Monday, September 15, 2008

Cocaine

You are like cocaine...
bad for me
and yet I crave for you
I'm incomplete without you

you are like cocaine...
making my heart beat faster
giving a feeling of extreme euphoria
and a lack of hunger

In time, I know you will ruin me
and make me sick
fill my head with hallucinations
destroy every bit of my being

But how will I put an end to this
how could I stop
when I can't imagine life
without this maddening addiction...

without you...

Saturday, September 13, 2008

One great love...

They say that everybody has their one great love. It’s either you’ve met him/her already or he’s still out there. But how will we recognize our one great love?

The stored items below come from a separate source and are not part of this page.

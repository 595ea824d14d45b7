use std::path::PathBuf;
use std::time::Duration;

use clap::Parser;

#[derive(Debug, Parser)]
#[command(name = "fleet-worker", about = "Worker node for a distributed AV1 transcoding fleet")]
pub struct Args {
    /// Base URL of the fleet-master instance, e.g. http://master:8080.
    #[arg(long, env = "FLEET_WORKER_MASTER_URL")]
    pub master_url: String,

    /// Overrides the hostname reported at registration.
    #[arg(long, env = "FLEET_WORKER_HOSTNAME")]
    pub hostname: Option<String>,

    /// Scratch directory for downloaded sources and finished encodes.
    #[arg(long, env = "FLEET_WORKER_WORKDIR", default_value = "./fleet-worker-tmp")]
    pub workdir: PathBuf,

    /// Time between heartbeats, e.g. "10s".
    #[arg(long, env = "FLEET_WORKER_HEARTBEAT_INTERVAL", default_value = "10s")]
    pub heartbeat_interval: humantime::Duration,

    /// Time to wait before asking for another job after the queue is empty.
    #[arg(long, env = "FLEET_WORKER_POLL_INTERVAL", default_value = "15s")]
    pub poll_interval: humantime::Duration,

    /// Path to the ffmpeg binary.
    #[arg(long, env = "FLEET_WORKER_FFMPEG", default_value = "ffmpeg")]
    pub ffmpeg_path: String,

    /// Minimum percent size reduction worth keeping an encode for
    /// (spec.md §4.7 "not worth it" skip policy).
    #[arg(long, env = "FLEET_WORKER_MIN_SAVINGS_PERCENT", default_value_t = 5.0)]
    pub min_savings_percent: f64,
}

impl Args {
    pub fn heartbeat_interval(&self) -> Duration {
        self.heartbeat_interval.into()
    }

    pub fn poll_interval(&self) -> Duration {
        self.poll_interval.into()
    }

    pub fn resolved_hostname(&self) -> String {
        self.hostname.clone().unwrap_or_else(hostname_fallback)
    }
}

fn hostname_fallback() -> String {
    std::env::var("HOSTNAME")
        .or_else(|_| std::env::var("COMPUTERNAME"))
        .unwrap_or_else(|_| "unknown-worker".to_string())
}
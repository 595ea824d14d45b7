//! Operator CLI for a running fleet-master, grounded on `manage_queue.py`
//! and `reset_failed.py`: a thin wrapper over the status/file endpoints for
//! people who'd rather type a command than open a browser.

use anyhow::{Context, Result, bail};
use clap::{Parser, Subcommand};
use fleet_model::{FileRecord, Statistics, WorkerRecord};
use serde_json::Value;

#[derive(Debug, Parser)]
#[command(name = "fleetctl", about = "Operator CLI for the fleet-master queue")]
struct Cli {
    /// Base URL of the fleet-master instance.
    #[arg(long, env = "FLEETCTL_MASTER_URL", default_value = "http://127.0.0.1:8080")]
    master_url: String,

    #[command(subcommand)]
    command: Command,
}

#[derive(Debug, Subcommand)]
enum Command {
    /// Show aggregate queue statistics.
    Stats,
    /// List files, optionally filtered by status.
    List {
        #[arg(long)]
        status: Option<String>,
    },
    /// List registered workers.
    Workers,
    /// Reset every failed file back to pending.
    ResetFailed,
    /// Reset a single file back to pending.
    Retry { file_id: i64 },
    /// Mark a file completed without processing it.
    Skip { file_id: i64 },
    /// Remove a file from the queue entirely.
    Delete { file_id: i64 },
    /// Change a file's priority (higher runs first) and optionally pin it
    /// to a specific worker.
    Priority {
        file_id: i64,
        priority: i64,
        #[arg(long)]
        preferred_worker: Option<String>,
    },
    /// Trigger a library scan on the master.
    Scan,
}

#[tokio::main]
async fn main() -> Result<()> {
    let cli = Cli::parse();
    let client = reqwest::Client::new();
    let base = cli.master_url.trim_end_matches('/').to_string();

    match cli.command {
        Command::Stats => {
            let stats: Statistics = get(&client, &base, "/api/statistics").await?;
            print_stats(&stats);
        }
        Command::List { status } => {
            let path = match &status {
                Some(status) => format!("/api/files?status={status}"),
                None => "/api/files".to_string(),
            };
            let files: Vec<FileRecord> = get(&client, &base, &path).await?;
            for file in files {
                println!(
                    "{:>6}  {:<10}  {:>6.1}%  {}",
                    file.id, file.status, file.progress_percent, file.path
                );
            }
        }
        Command::Workers => {
            let workers: Vec<WorkerRecord> = get(&client, &base, "/api/workers").await?;
            for worker in workers {
                println!("{:<24} {:?}  completed={} failed={}", worker.id, worker.status, worker.jobs_completed, worker.jobs_failed);
            }
        }
        Command::ResetFailed => {
            let body: Value = post(&client, &base, "/api/files/reset-failed").await?;
            println!("{body}");
        }
        Command::Retry { file_id } => {
            post_unit(&client, &base, &format!("/api/file/{file_id}/retry")).await?;
            println!("file {file_id} reset to pending");
        }
        Command::Skip { file_id } => {
            post_unit(&client, &base, &format!("/api/file/{file_id}/skip")).await?;
            println!("file {file_id} marked completed");
        }
        Command::Delete { file_id } => {
            delete(&client, &base, &format!("/api/file/{file_id}")).await?;
            println!("file {file_id} deleted");
        }
        Command::Priority { file_id, priority, preferred_worker } => {
            let body = serde_json::json!({ "priority": priority, "preferred_worker_id": preferred_worker });
            put(&client, &base, &format!("/api/file/{file_id}/priority"), &body).await?;
            println!("file {file_id} priority set to {priority}");
        }
        Command::Scan => {
            let body: Value = post(&client, &base, "/api/scan").await?;
            println!("{body}");
        }
    }

    Ok(())
}

fn print_stats(stats: &Statistics) {
    println!("total:      {}", stats.total_files);
    println!("pending:    {}", stats.pending_files);
    println!("processing: {}", stats.processing_files);
    println!("completed:  {}", stats.completed_files);
    println!("failed:     {}", stats.failed_files);
    println!("savings:    {:.1}%", stats.total_savings_percent);
}

async fn get<T: serde::de::DeserializeOwned>(client: &reqwest::Client, base: &str, path: &str) -> Result<T> {
    let response = client.get(format!("{base}{path}")).send().await.context("sending request")?;
    ensure_ok(&response)?;
    response.json().await.context("decoding response")
}

async fn post<T: serde::de::DeserializeOwned>(client: &reqwest::Client, base: &str, path: &str) -> Result<T> {
    let response = client.post(format!("{base}{path}")).send().await.context("sending request")?;
    ensure_ok(&response)?;
    response.json().await.context("decoding response")
}

async fn post_unit(client: &reqwest::Client, base: &str, path: &str) -> Result<()> {
    let response = client.post(format!("{base}{path}")).send().await.context("sending request")?;
    ensure_ok(&response)
}

async fn put(client: &reqwest::Client, base: &str, path: &str, body: &Value) -> Result<()> {
    let response = client.put(format!("{base}{path}")).json(body).send().await.context("sending request")?;
    ensure_ok(&response)
}

async fn delete(client: &reqwest::Client, base: &str, path: &str) -> Result<()> {
    let response = client.delete(format!("{base}{path}")).send().await.context("sending request")?;
    ensure_ok(&response)
}

fn ensure_ok(response: &reqwest::Response) -> Result<()> {
    if response.status().is_success() {
        Ok(())
    } else {
        bail!("master returned {}", response.status())
    }
}
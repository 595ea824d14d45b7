//! HTTP client for the master's job protocol, grounded on
//! `worker_client.py`'s `WorkerClient`: one small method per endpoint, all
//! going through a single `reqwest::Client` with a shared timeout.

use std::path::Path;
use std::time::Duration;

use anyhow::{Context, Result};
use fleet_model::{
    CompleteRequest, FailRequest, HeartbeatRequest, JobAssignment, ProgressRequest, RegisterRequest,
    RegisterResponse, UploadResult,
};
use reqwest::{Client, StatusCode};
use thiserror::Error;

/// Distinguishes a 404 on a worker-scoped endpoint — which per spec.md §4.7
/// means the master has forgotten this worker, typically after a restart,
/// and it must re-register before continuing — from any other failure
/// response.
#[derive(Debug, Error)]
pub enum ClientError {
    #[error("master does not recognize this worker")]
    WorkerUnknown,
    #[error("master returned {0}")]
    Http(StatusCode),
}

const REQUEST_TIMEOUT: Duration = Duration::from_secs(30);
/// Downloads/uploads can legitimately run for a long time for large
/// sources; give them their own, much longer, timeout.
const TRANSFER_TIMEOUT: Duration = Duration::from_secs(60 * 60);

pub struct MasterClient {
    http: Client,
    base_url: String,
}

impl MasterClient {
    pub fn new(base_url: String) -> Result<Self> {
        let http = Client::builder().timeout(REQUEST_TIMEOUT).build().context("building http client")?;
        Ok(Self { http, base_url: base_url.trim_end_matches('/').to_string() })
    }

    fn url(&self, path: &str) -> String {
        format!("{}{}", self.base_url, path)
    }

    pub async fn register(&self, request: &RegisterRequest) -> Result<RegisterResponse> {
        let response = self
            .http
            .post(self.url("/api/worker/register"))
            .json(request)
            .send()
            .await
            .context("registering with master")?;
        ensure_ok(&response)?;
        Ok(response.json().await.context("decoding register response")?)
    }

    pub async fn heartbeat(&self, worker_id: &str, body: &HeartbeatRequest) -> Result<()> {
        let response = self
            .http
            .post(self.url(&format!("/api/worker/{worker_id}/heartbeat")))
            .json(body)
            .send()
            .await
            .context("sending heartbeat")?;
        ensure_worker_ok(&response)?;
        Ok(())
    }

    pub async fn request_job(&self, worker_id: &str) -> Result<Option<JobAssignment>> {
        let response = self
            .http
            .post(self.url(&format!("/api/worker/{worker_id}/job/request")))
            .send()
            .await
            .context("requesting job")?;
        ensure_worker_ok(&response)?;
        Ok(response.json().await.context("decoding job assignment")?)
    }

    pub async fn report_progress(&self, worker_id: &str, file_id: i64, body: &ProgressRequest) -> Result<()> {
        let response = self
            .http
            .post(self.url(&format!("/api/worker/{worker_id}/job/{file_id}/progress")))
            .json(body)
            .send()
            .await
            .context("reporting progress")?;
        ensure_worker_ok(&response)?;
        Ok(())
    }

    pub async fn report_complete(&self, worker_id: &str, file_id: i64, body: &CompleteRequest) -> Result<()> {
        let response = self
            .http
            .post(self.url(&format!("/api/worker/{worker_id}/job/{file_id}/complete")))
            .json(body)
            .send()
            .await
            .context("reporting completion")?;
        ensure_worker_ok(&response)?;
        Ok(())
    }

    pub async fn report_failed(&self, worker_id: &str, file_id: i64, body: &FailRequest) -> Result<()> {
        let response = self
            .http
            .post(self.url(&format!("/api/worker/{worker_id}/job/{file_id}/failed")))
            .json(body)
            .send()
            .await
            .context("reporting failure")?;
        ensure_worker_ok(&response)?;
        Ok(())
    }

    pub async fn download_source(&self, file_id: i64, destination: &Path) -> Result<()> {
        let response = self
            .http
            .get(self.url(&format!("/api/file/{file_id}/download")))
            .timeout(TRANSFER_TIMEOUT)
            .send()
            .await
            .context("downloading source")?;
        ensure_ok(&response)?;
        let bytes = response.bytes().await.context("reading download body")?;
        tokio::fs::write(destination, &bytes).await.context("writing downloaded source to disk")?;
        Ok(())
    }

    pub async fn upload_result(&self, file_id: i64, encoded_path: &Path) -> Result<UploadResult> {
        let bytes = tokio::fs::read(encoded_path).await.context("reading encoded output")?;
        let filename = encoded_path
            .file_name()
            .map(|name| name.to_string_lossy().into_owned())
            .unwrap_or_else(|| "output".to_string());
        let part = reqwest::multipart::Part::bytes(bytes).file_name(filename);
        let form = reqwest::multipart::Form::new().part("file", part);

        let response = self
            .http
            .post(self.url(&format!("/api/file/{file_id}/result")))
            .timeout(TRANSFER_TIMEOUT)
            .multipart(form)
            .send()
            .await
            .context("uploading result")?;
        ensure_ok(&response)?;
        Ok(response.json().await.context("decoding upload result")?)
    }
}

fn ensure_ok(response: &reqwest::Response) -> Result<()> {
    if response.status().is_success() {
        Ok(())
    } else {
        Err(ClientError::Http(response.status()).into())
    }
}

/// Like [`ensure_ok`], but a 404 on a worker-scoped endpoint (heartbeat,
/// job request, progress, complete, failed) specifically means the master
/// no longer knows this `worker_id` rather than e.g. an unknown file, so it
/// is classified separately to drive re-registration.
fn ensure_worker_ok(response: &reqwest::Response) -> Result<()> {
    if response.status().is_success() {
        Ok(())
    } else if response.status() == StatusCode::NOT_FOUND {
        Err(ClientError::WorkerUnknown.into())
    } else {
        Err(ClientError::Http(response.status()).into())
    }
}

One great love is described as a love whose intensity is so great that even the passing of time couldn’t dampen the spark which was first felt when you first met. Meaning all the emotions or feelings is still the same even after years have passed. It is with this one person that we can never forget the sweetness of its kiss, the warmth of its hug and that euphoric feeling in our hearts. Even the slightest thought of not being with him, of not spending the rest of your life with that person is already heart breaking… I guess because we know that we will never fall in love like this again…

True Love entails enduring commitment, maturity and constant communication. True love endures in silence and is never self centered. But our one great love, transcends true love. It is timeless and boundless. Not even time nor distance could stand on its way. It’s like the whole world conspires for your one great love.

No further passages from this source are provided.